* _Goal of the exercise_
Given the records below, would you repeat exactly the lines that begin at the one containing "dotenvy::dotenv().ok();" and end at the one containing "signal.recv().await;", inclusive?

Records from a data source:
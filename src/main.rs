//! Nightwatch Server - arena host and race relay
//!
//! Entry point for the server. It handles:
//! - WebSocket connections for the survival arena
//! - HTTP endpoints for the two-player race relay
//! - Periodic eviction of idle race sessions

use std::net::SocketAddr;

use tokio::net::TcpListener;
use tracing::info;
use tracing_subscriber::{layer::SubscriberExt, util::SubscriberInitExt};

use nightwatch_server::app::AppState;
use nightwatch_server::config::Config;
use nightwatch_server::http::build_router;
use nightwatch_server::util::time::init_server_time;

#[tokio::main]
async fn main() -> anyhow::Result<()> {
    // Load environment variables
    dotenvy::dotenv().ok();

    // Load configuration
    let config = Config::from_env()?;

    // Initialize tracing
    init_tracing(&config.log_level);

    // Initialize server time tracking
    init_server_time();

    info!("Starting Nightwatch Server");
    info!("Server address: {}", config.server_addr);

    // Create application state
    let state = AppState::new(config.clone());

    // Spawn race session eviction
    let relay = state.relay.clone();
    let sweep_every = config.session_sweep_interval;
    tokio::spawn(async move {
        relay.run_eviction(sweep_every).await;
    });

    // Build router
    let router = build_router(state);

    // Start server
    let addr: SocketAddr = config.server_addr;
    let listener = TcpListener::bind(addr).await?;

    info!("Server listening on {}", addr);
    info!("Health check: http://{}/health", addr);
    info!("WebSocket endpoint: ws://{}/ws", addr);

    axum::serve(listener, router)
        .with_graceful_shutdown(shutdown_signal())
        .await?;

    info!("Server shutdown complete");
    Ok(())
}

/// Initialize tracing/logging
fn init_tracing(log_level: &str) {
    let env_filter = tracing_subscriber::EnvFilter::try_from_default_env()
        .unwrap_or_else(|_| tracing_subscriber::EnvFilter::new(log_level));

    let json_logs = std::env::var("LOG_FORMAT").is_ok_and(|v| v.eq_ignore_ascii_case("json"));

    let registry = tracing_subscriber::registry().with(env_filter);
    if json_logs {
        registry
            .with(tracing_subscriber::fmt::layer().json().with_target(true))
            .init();
    } else {
        registry
            .with(tracing_subscriber::fmt::layer().with_target(true))
            .init();
    }
}

/// Graceful shutdown signal handler
async fn shutdown_signal() {
    let ctrl_c = async {
        if let Err(e) = tokio::signal::ctrl_c().await {
            tracing::error!(error = %e, "Failed to install Ctrl+C handler");
            std::future::pending::<()>().await;
        }
    };

    #[cfg(unix)]
    let terminate = async {
        match tokio::signal::unix::signal(tokio::signal::unix::SignalKind::terminate()) {
            Ok(mut signal) => {
                signal.recv().await;
            }
            Err(e) => {
                tracing::error!(error = %e, "Failed to install signal handler");
                std::future::pending::<()>().await;
            }
        }
    };

    #[cfg(not(unix))]
    let terminate = std::future::pending::<()>();

    tokio::select! {
        _ = ctrl_c => {
            info!("Received Ctrl+C, starting graceful shutdown");
        }
        _ = terminate => {
            info!("Received terminate signal, starting graceful shutdown");
        }
    }
}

* _Response box_
    dotenvy::dotenv().ok();

    // Load configuration
    let config = Config::from_env()?;

    // Initialize tracing
    init_tracing(&config.log_level);

    // Initialize server time tracking
    init_server_time();

    info!("Starting Nightwatch Server");
    info!("Server address: {}", config.server_addr);

    // Create application state
    let state = AppState::new(config.clone());

    // Spawn race session eviction
    let relay = state.relay.clone();
    let sweep_every = config.session_sweep_interval;
    tokio::spawn(async move {
        relay.run_eviction(sweep_every).await;
    });

    // Build router
    let router = build_router(state);

    // Start server
    let addr: SocketAddr = config.server_addr;
    let listener = TcpListener::bind(addr).await?;

    info!("Server listening on {}", addr);
    info!("Health check: http://{}/health", addr);
    info!("WebSocket endpoint: ws://{}/ws", addr);

    axum::serve(listener, router)
        .with_graceful_shutdown(shutdown_signal())
        .await?;

    info!("Server shutdown complete");
    Ok(())
}

/// Initialize tracing/logging
fn init_tracing(log_level: &str) {
    let env_filter = tracing_subscriber::EnvFilter::try_from_default_env()
        .unwrap_or_else(|_| tracing_subscriber::EnvFilter::new(log_level));

    let json_logs = std::env::var("LOG_FORMAT").is_ok_and(|v| v.eq_ignore_ascii_case("json"));

    let registry = tracing_subscriber::registry().with(env_filter);
    if json_logs {
        registry
            .with(tracing_subscriber::fmt::layer().json().with_target(true))
            .init();
    } else {
        registry
            .with(tracing_subscriber::fmt::layer().with_target(true))
            .init();
    }
}

/// Graceful shutdown signal handler
async fn shutdown_signal() {
    let ctrl_c = async {
        if let Err(e) = tokio::signal::ctrl_c().await {
            tracing::error!(error = %e, "Failed to install Ctrl+C handler");
            std::future::pending::<()>().await;
        }
    };

    #[cfg(unix)]
    let terminate = async {
        match tokio::signal::unix::signal(tokio::signal::unix::SignalKind::terminate()) {
            Ok(mut signal) => {
                signal.recv().await;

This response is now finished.